I had this in my Netflix queue for a long time before I actually watched it. I thought it sounded interesting, but I wasn't sure about it. Then I started reading some reviews, and it seemed like people really liked it, so I checked it out. I'm on the fence about it, and it turns out, so it the horror population as a whole. Some people love it, and some people hate it, while most others just don't get it. I get what it was trying to do; I just don't understand the point.

So, here's the story. Back in the 40's, an entire town wandered into the woods, never to be seen alive again. Some bodies were found, but most of the people seemed to have disappeared. In the present day, a team of professionals ventures deep into the same woods to try and uncover the truth behind the mysterious disappearance. The start on a trail known as the "Yellow Brick Road," and things go downhill from there, for both the characters and the viewer.

It's definitely an interesting concept, and the obvious nod toward The Wizard of Oz makes it even more so. As these people are in the woods and start to talk about things, they start to come up with some theories. They believe that those people thought that, at the end of this trail, there was some sort of Wizard that would grant their wishes. Mass delusion, or something. There's one other nod toward Oz, where a recently murdered girl is strung up on a post wearing a straw hat. Also, once they reach a certain point into the wilderness, they start hearing old-time music that cannot be explained. They're terrified of it at first, but they grow accustomed to it, and eventually learn to love it. When it disappears at random times (only to return later), they miss it. They also hear other sounds that destroy their ears and their ability to hear anything else. There's also something in those woods that makes them lose their minds and want to murder each other.

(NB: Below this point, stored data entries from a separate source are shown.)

//! Codec for uncompressed chunks

use crate::errors::PrepResult;
use super::codec::ChunkCodec;

/// Stores chunks as-is
pub struct RawCodec;

impl ChunkCodec for RawCodec {
    fn encode(&self, raw: &[u8]) -> PrepResult<Vec<u8>> {
        Ok(raw.to_vec())
    }

    fn decode(&self, encoded: &[u8]) -> PrepResult<Vec<u8>> {
        Ok(encoded.to_vec())
    }

    fn name(&self) -> &'static str {
        "none"
    }
}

Again, it's a very interesting concept, but it fails on one main aspect: it doesn't bring anything together or provide an adequate ending or explanation. It builds up some great tension, as we're sure we're going to discover something great about the people who wandered into the woods all those years ago. We're sure we're going to discover something amazing and creepy about what lurks in those woods, and what drew those people to leave everything behind in search of something unknown. We're drawn to the characters in front of us, as we watch their mental states deteriorate. We're sure that something great is going to happen, but it never does. The way it starts off, it feels like a ghost story. The music the explorers hear in the woods hints that, maybe, the souls of those people are still present in the woods. Or perhaps it was the music that drew those people into the woods, and it is what is leading our team to their destination. The thing is, I'm not sure. The fact that these people started losing their minds and doing terrible things to each other also makes no real sense in the scheme of things. Lunacy can't be what drew those people into the woods back in the 40's, but it could be why they were never seen again.

At the end of things, it feels like there was no real supernatural or mysterious thing going on at all. These people were in the wilderness, worlds away from civilization, and this caused their minds to unravel. That is all. No wizard at the end of the yellow brick road; no supernatural entity bringing these people to an untimely demise. Just a bunch of people, lost in the woods, who go crazy. And that is why it was disappointing for me. It has a great lead-up, with potential for some great things, but it falls short. The music is never explained, nor is the town's mysterious disappearance. In the end, one man reaches a final destination, which is a ghostly movie theater where he is forced to see his dead wife on the big screen. Whoop-de-doo. I feel like Yellowbrickroad could have been a great movie if it had a proper ending with something that made all of the weird occurrences mean something. But in the end, it feels like a documentary about what happens when a group of people are kept away from civilization for a long period of time. Despite its amazing build up, great production values and talented actors, it falls short and fails due to its lackluster ending.